Records drawn from a dataset
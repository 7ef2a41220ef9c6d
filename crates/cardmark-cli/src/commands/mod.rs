mod cards;
mod generate;
mod insert;
mod render;
mod sample;

use std::time::Instant;

use cardmark_core::{Envelope, EnvelopeError, EnvelopeMeta, Registry};
use serde_json::Value;

use crate::cli::{Cli, Command};
use crate::error::CliError;

/// What a command produced, before it is wrapped in an envelope.
pub struct CommandResult {
    pub data: Value,
    /// Plain-text rendition used by `--format text`.
    pub text: String,
    pub warnings: Vec<String>,
    pub errors: Vec<EnvelopeError>,
}

impl CommandResult {
    pub fn ok(data: Value, text: impl Into<String>) -> Self {
        Self {
            data,
            text: text.into(),
            warnings: Vec::new(),
            errors: Vec::new(),
        }
    }

    pub fn with_warning(mut self, warning: impl Into<String>) -> Self {
        self.warnings.push(warning.into());
        self
    }

    pub fn with_errors(mut self, errors: Vec<EnvelopeError>) -> Self {
        self.errors.extend(errors);
        self
    }
}

/// Envelope plus its text rendition.
pub struct CommandOutput {
    pub envelope: Envelope<Value>,
    pub text: String,
}

pub async fn run(cli: &Cli) -> Result<CommandOutput, CliError> {
    let started = Instant::now();
    let registry = Registry::standard();

    let CommandResult {
        data,
        text,
        warnings,
        errors,
    } = match &cli.command {
        Command::Render(args) => render::run(args, &registry)?,
        Command::Cards => cards::run(&registry)?,
        Command::Insert(args) => insert::run(args, &registry)?,
        Command::Sample(args) => sample::run(args, &registry)?,
        Command::Generate(args) => generate::run(args, &registry, cli.timeout_ms).await?,
    };

    let latency_ms = u64::try_from(started.elapsed().as_millis()).unwrap_or(u64::MAX);
    let mut meta = EnvelopeMeta::generate(latency_ms)?;
    for warning in warnings {
        meta.push_warning(warning);
    }

    let envelope = Envelope::with_errors(meta, data, errors)?;
    Ok(CommandOutput { envelope, text })
}
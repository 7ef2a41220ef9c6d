use cardmark_core::Envelope;
use serde_json::Value;

use crate::cli::OutputFormat;
use crate::commands::CommandOutput;
use crate::error::CliError;

pub fn render(output: &CommandOutput, format: OutputFormat, pretty: bool) -> Result<(), CliError> {
    match format {
        OutputFormat::Json => {
            let payload = if pretty {
                serde_json::to_string_pretty(&output.envelope)?
            } else {
                serde_json::to_string(&output.envelope)?
            };
            println!("{payload}");
        }
        OutputFormat::Text => render_text(&output.envelope, &output.text),
    }

    Ok(())
}

/// Command text on stdout; warnings and errors on stderr so piping stays clean.
fn render_text(envelope: &Envelope<Value>, text: &str) {
    print!("{text}");
    if !text.is_empty() && !text.ends_with('\n') {
        println!();
    }

    for warning in &envelope.meta.warnings {
        eprintln!("warning: {warning}");
    }
    for error in &envelope.errors {
        match error.line {
            Some(line) => eprintln!("{} (line {line}): {}", error.code, error.message),
            None => eprintln!("{}: {}", error.code, error.message),
        }
    }
}
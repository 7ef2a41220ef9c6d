use std::io::Read;
use std::path::Path;

use cardmark_core::{
    render_document, text, DirectiveParser, EnvelopeError, ParserConfig, Registry,
};

use crate::cli::RenderArgs;
use crate::error::CliError;

use super::CommandResult;

pub fn run(args: &RenderArgs, registry: &Registry) -> Result<CommandResult, CliError> {
    let document = load_document(args.path.as_deref())?;
    let parser = DirectiveParser::new(ParserConfig::with_marker(args.marker.as_str())?);
    render_markdown(&document, &parser, registry)
}

/// Reads `path`, or stdin when it is absent or `-`.
pub fn load_document(path: Option<&Path>) -> Result<String, CliError> {
    match path {
        Some(path) if path != Path::new("-") => {
            tracing::debug!(path = %path.display(), "reading document");
            Ok(std::fs::read_to_string(path)?)
        }
        _ => {
            let mut document = String::new();
            std::io::stdin().read_to_string(&mut document)?;
            Ok(document)
        }
    }
}

/// Renders `document` and turns every notice into an envelope error.
pub(super) fn render_markdown(
    document: &str,
    parser: &DirectiveParser,
    registry: &Registry,
) -> Result<CommandResult, CliError> {
    let rendered = render_document(document, parser, registry);

    let errors = rendered
        .notices()
        .into_iter()
        .map(|notice| {
            EnvelopeError::new(notice.code, notice.message).map(|error| error.with_line(notice.line))
        })
        .collect::<Result<Vec<_>, _>>()?;

    let widget_count = rendered.widgets().filter(|w| !w.is_notice()).count();
    let blocks = rendered.to_json()?;
    let data = serde_json::json!({
        "widget_count": widget_count,
        "blocks": blocks,
    });

    Ok(CommandResult::ok(data, text::render_document(&rendered)).with_errors(errors))
}

#[cfg(test)]
mod tests {
    use std::io::Write;

    use super::*;

    #[test]
    fn loads_document_from_file() {
        let mut file = tempfile::NamedTempFile::new().expect("temp file");
        write!(file, "# Notes\n#card news AAPL\n").expect("write document");

        let document = load_document(Some(file.path())).expect("readable");
        assert_eq!(document, "# Notes\n#card news AAPL\n");
    }

    #[test]
    fn missing_file_is_io_error() {
        let dir = tempfile::tempdir().expect("temp dir");
        let err = load_document(Some(&dir.path().join("absent.md"))).expect_err("must fail");
        assert_eq!(err.exit_code(), 10);
    }

    #[test]
    fn notices_become_envelope_errors_with_lines() {
        let result = render_markdown(
            "intro\n#card heatmap AAPL\n#card kline AAPL 5Y\n#card peers AAPL\n",
            &DirectiveParser::default(),
            &Registry::standard(),
        )
        .expect("render succeeds");

        let codes = result
            .errors
            .iter()
            .map(|error| (error.code.as_str(), error.line))
            .collect::<Vec<_>>();
        assert_eq!(
            codes,
            vec![
                ("directive.unknown_type", Some(2)),
                ("directive.invalid_args", Some(3)),
            ]
        );
        assert_eq!(result.data["widget_count"], 1);
        assert_eq!(result.data["blocks"][0]["kind"], "text");
        assert!(result.text.starts_with("intro\n[unknown card type: heatmap]\n"));
    }
}
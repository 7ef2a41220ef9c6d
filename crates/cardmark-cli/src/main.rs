mod cli;
mod commands;
mod error;
mod logging;
mod output;

use clap::Parser;
use std::process::ExitCode;

use crate::cli::Cli;
use crate::error::CliError;

#[tokio::main]
async fn main() -> ExitCode {
    match run().await {
        Ok(code) => code,
        Err(error) => {
            eprintln!("error: {error}");
            ExitCode::from(error.exit_code())
        }
    }
}

async fn run() -> Result<ExitCode, CliError> {
    let cli = Cli::parse();
    logging::init(cli.verbose);

    let output = commands::run(&cli).await?;
    output::render(&output, cli.format, cli.pretty)?;

    let envelope = &output.envelope;
    if cli.strict && (!envelope.meta.warnings.is_empty() || !envelope.errors.is_empty()) {
        return Err(CliError::StrictModeViolation {
            warning_count: envelope.meta.warnings.len(),
            error_count: envelope.errors.len(),
        });
    }

    if !envelope.errors.is_empty() {
        return Ok(ExitCode::from(3));
    }

    Ok(ExitCode::SUCCESS)
}
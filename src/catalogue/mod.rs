//! Symbol catalogue for the documented C++ API
//!
//! Holds every extracted namespace, class, enum, function, field and type
//! alias in one arena, partitioned by kind in extraction order.

mod lookup;
mod store;
mod symbol;

pub use store::{Catalogue, CatalogueBuilder, CatalogueCounts, CatalogueError, SymbolSpec};
pub use symbol::{
    local_name_of, ClassDetail, CompoundKind, EnumDetail, Linkage, MemberDetail, Ownership,
    Qualifiers, Symbol, SymbolDetail, SymbolId, SymbolKind, ValueCategory, Virtuality,
};
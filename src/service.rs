//! Query service
//!
//! Wires the pieces into the request flow used by the bot commands:
//! parse the filter, evaluate, hand back the first page, remember the
//! result under the message that shows it and turn pages later.

use std::sync::Arc;

use serde::Serialize;
use thiserror::Error;

use crate::catalogue::{Catalogue, Symbol, SymbolKind};
use crate::config::QueryConfig;
use crate::filter::{Filter, FilterError};
use crate::paging::{ChannelId, MessageId, PageAction, PageSummary, PagedResult, TenantId};
use crate::query::Match;
use crate::tenant::{GuildRegistry, RegistryError, TenantState};

#[derive(Debug, Error)]
pub enum QueryError {
    #[error(transparent)]
    Filter(#[from] FilterError),

    #[error(transparent)]
    Registry(#[from] RegistryError),

    #[error("A search term is required")]
    EmptyTerm,
}

/// Snapshot of a cached result after a page turn
#[derive(Debug, Clone, PartialEq, Eq, Serialize)]
pub struct PageView {
    pub channel_id: ChannelId,
    pub message_id: MessageId,
    pub summary: PageSummary,
    pub items: Vec<Match>,
}

pub struct QueryService {
    catalogue: Arc<Catalogue>,
    config: QueryConfig,
    tenants: GuildRegistry<TenantState>,
}

impl QueryService {
    pub fn new(catalogue: Arc<Catalogue>, mut config: QueryConfig) -> Self {
        config.normalize();
        let cache_size = config.page_cache_size;
        let tenants = if config.auto_register_tenants {
            GuildRegistry::with_factory(move |_| TenantState::new(cache_size))
        } else {
            GuildRegistry::explicit()
        };

        Self {
            catalogue,
            config,
            tenants,
        }
    }

    pub fn catalogue(&self) -> &Catalogue {
        &self.catalogue
    }

    pub fn config(&self) -> &QueryConfig {
        &self.config
    }

    /// Set up storage for a tenant, e.g. when the bot joins a server.
    pub fn register_tenant(&self, tenant: TenantId) -> bool {
        self.tenants
            .create_for(tenant, TenantState::new(self.config.page_cache_size))
    }

    /// Results matching the filter tokens.
    pub fn list<S: AsRef<str>>(
        &self,
        channel: ChannelId,
        tokens: &[S],
    ) -> Result<PagedResult, QueryError> {
        self.run(channel, None, tokens)
    }

    /// Results whose local name matches `term`, narrowed by the filter tokens.
    pub fn find<S: AsRef<str>>(
        &self,
        channel: ChannelId,
        term: &str,
        tokens: &[S],
    ) -> Result<PagedResult, QueryError> {
        let term = term.trim();
        if term.is_empty() {
            return Err(QueryError::EmptyTerm);
        }
        self.run(channel, Some(term), tokens)
    }

    fn run<S: AsRef<str>>(
        &self,
        channel: ChannelId,
        term: Option<&str>,
        tokens: &[S],
    ) -> Result<PagedResult, QueryError> {
        let filter = Filter::parse(tokens)?;
        let mut result = PagedResult::new(channel, filter).with_page_size(self.config.page_size);
        result.apply_query(&self.catalogue, term);
        Ok(result)
    }

    /// Cache a result under the message that displays it.
    ///
    /// Single-page results cannot be turned and are not cached; returns
    /// whether the result was stored.
    pub fn remember(
        &self,
        tenant: TenantId,
        message_id: MessageId,
        result: PagedResult,
    ) -> Result<bool, QueryError> {
        if result.page_count() <= 1 {
            return Ok(false);
        }
        self.tenants.with_slot(tenant, |state| {
            state.pages.push(message_id, result);
        })?;
        Ok(true)
    }

    /// Move the cursor of a cached result. `None` when the message is not cached.
    pub fn turn_page(
        &self,
        tenant: TenantId,
        message_id: MessageId,
        action: PageAction,
    ) -> Result<Option<PageView>, QueryError> {
        let view = self.tenants.with_slot(tenant, |state| {
            let result = state.pages.get_mut(message_id)?;
            result.set_page(action);
            Some(PageView {
                channel_id: result.channel_id(),
                message_id,
                summary: result.summary(),
                items: result.render_page().to_vec(),
            })
        })?;
        Ok(view)
    }

    /// Look a symbol up by its qualified name.
    pub fn show(&self, path: &str) -> Option<(SymbolKind, &Symbol)> {
        self.catalogue.resolve_path(path)
    }

    /// Default filter as key/value pairs.
    pub fn describe_filters(&self) -> serde_json::Value {
        Filter::default().to_json()
    }
}

impl std::fmt::Debug for QueryService {
    fn fmt(&self, f: &mut std::fmt::Formatter<'_>) -> std::fmt::Result {
        f.debug_struct("QueryService")
            .field("symbols", &self.catalogue.len())
            .field("config", &self.config)
            .field("tenants", &self.tenants)
            .finish()
    }
}

#[cfg(test)]
mod tests {
    use super::*;
    use crate::catalogue::{CatalogueBuilder, SymbolSpec};

    fn create_test_service(functions: usize, config: QueryConfig) -> QueryService {
        let mut builder = CatalogueBuilder::new();
        let juce = builder.add(SymbolSpec::namespace("juce"));
        for i in 0..functions {
            builder.add(SymbolSpec::function(&format!("juce::fn{:02}", i)).within(juce));
        }
        QueryService::new(Arc::new(builder.build()), config)
    }

    #[test]
    fn test_list_uses_configured_page_size() {
        let service = create_test_service(12, QueryConfig::default());
        let result = service.list(ChannelId(1), &["entity:Function"]).unwrap();
        assert_eq!(result.page_size(), 5);
        assert_eq!(result.page_count(), 3);
    }

    #[test]
    fn test_find_requires_term() {
        let service = create_test_service(3, QueryConfig::default());
        let err = service.find(ChannelId(1), "  ", &[] as &[&str]).unwrap_err();
        assert!(matches!(err, QueryError::EmptyTerm));

        let result = service.find(ChannelId(1), "fn01", &[] as &[&str]).unwrap();
        assert_eq!(result.item_count(), 1);
    }

    #[test]
    fn test_filter_errors_propagate() {
        let service = create_test_service(3, QueryConfig::default());
        let err = service.list(ChannelId(1), &["entity=Class"]).unwrap_err();
        assert_eq!(err.to_string(), "Invalid option specification: entity=Class");
    }

    #[test]
    fn test_single_page_not_remembered() {
        let service = create_test_service(2, QueryConfig::default());
        let result = service.list(ChannelId(1), &["entity:Function"]).unwrap();
        assert!(!service.remember(TenantId(1), MessageId(10), result).unwrap());
        assert!(service
            .turn_page(TenantId(1), MessageId(10), PageAction::Forward)
            .unwrap()
            .is_none());
    }

    #[test]
    fn test_turn_page_round_trip() {
        let service = create_test_service(12, QueryConfig::default());
        let result = service.list(ChannelId(4), &["entity:Function"]).unwrap();
        assert!(service.remember(TenantId(1), MessageId(10), result).unwrap());

        let view = service
            .turn_page(TenantId(1), MessageId(10), PageAction::Forward)
            .unwrap()
            .unwrap();
        assert_eq!(view.channel_id, ChannelId(4));
        assert_eq!(view.summary.page, 2);
        assert_eq!(view.items.len(), 5);

        // other tenants cannot see it
        assert!(service
            .turn_page(TenantId(2), MessageId(10), PageAction::Forward)
            .unwrap()
            .is_none());
    }

    #[test]
    fn test_explicit_registration() {
        let config = QueryConfig {
            auto_register_tenants: false,
            ..QueryConfig::default()
        };
        let service = create_test_service(12, config);
        let result = service.list(ChannelId(1), &["entity:Function"]).unwrap();

        let err = service
            .remember(TenantId(9), MessageId(1), result.clone())
            .unwrap_err();
        assert!(matches!(err, QueryError::Registry(RegistryError::NotFound(_))));

        assert!(service.register_tenant(TenantId(9)));
        assert!(!service.register_tenant(TenantId(9)));
        assert!(service.remember(TenantId(9), MessageId(1), result).unwrap());
    }

    #[test]
    fn test_show_and_describe() {
        let service = create_test_service(3, QueryConfig::default());
        let (kind, symbol) = service.show("juce::fn02").unwrap();
        assert_eq!(kind, SymbolKind::Function);
        assert_eq!(symbol.local_name, "fn02");

        let filters = service.describe_filters();
        assert_eq!(filters["constexpr"], serde_json::Value::Null);
        assert_eq!(filters.as_object().unwrap().len(), 11);
    }
}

▶ Work instruction: For this exercise, please output exactly the lines above starting at the line with "use clap::Parser;" and ending at the line with "logging::init(cli.verbose);", ends included.

▶ Completed exercise:
use clap::Parser;
use std::process::ExitCode;

use crate::cli::Cli;
use crate::error::CliError;

#[tokio::main]
async fn main() -> ExitCode {
    match run().await {
        Ok(code) => code,
        Err(error) => {
            eprintln!("error: {error}");
            ExitCode::from(error.exit_code())
        }
    }
}

async fn run() -> Result<ExitCode, CliError> {
    let cli = Cli::parse();
    logging::init(cli.verbose);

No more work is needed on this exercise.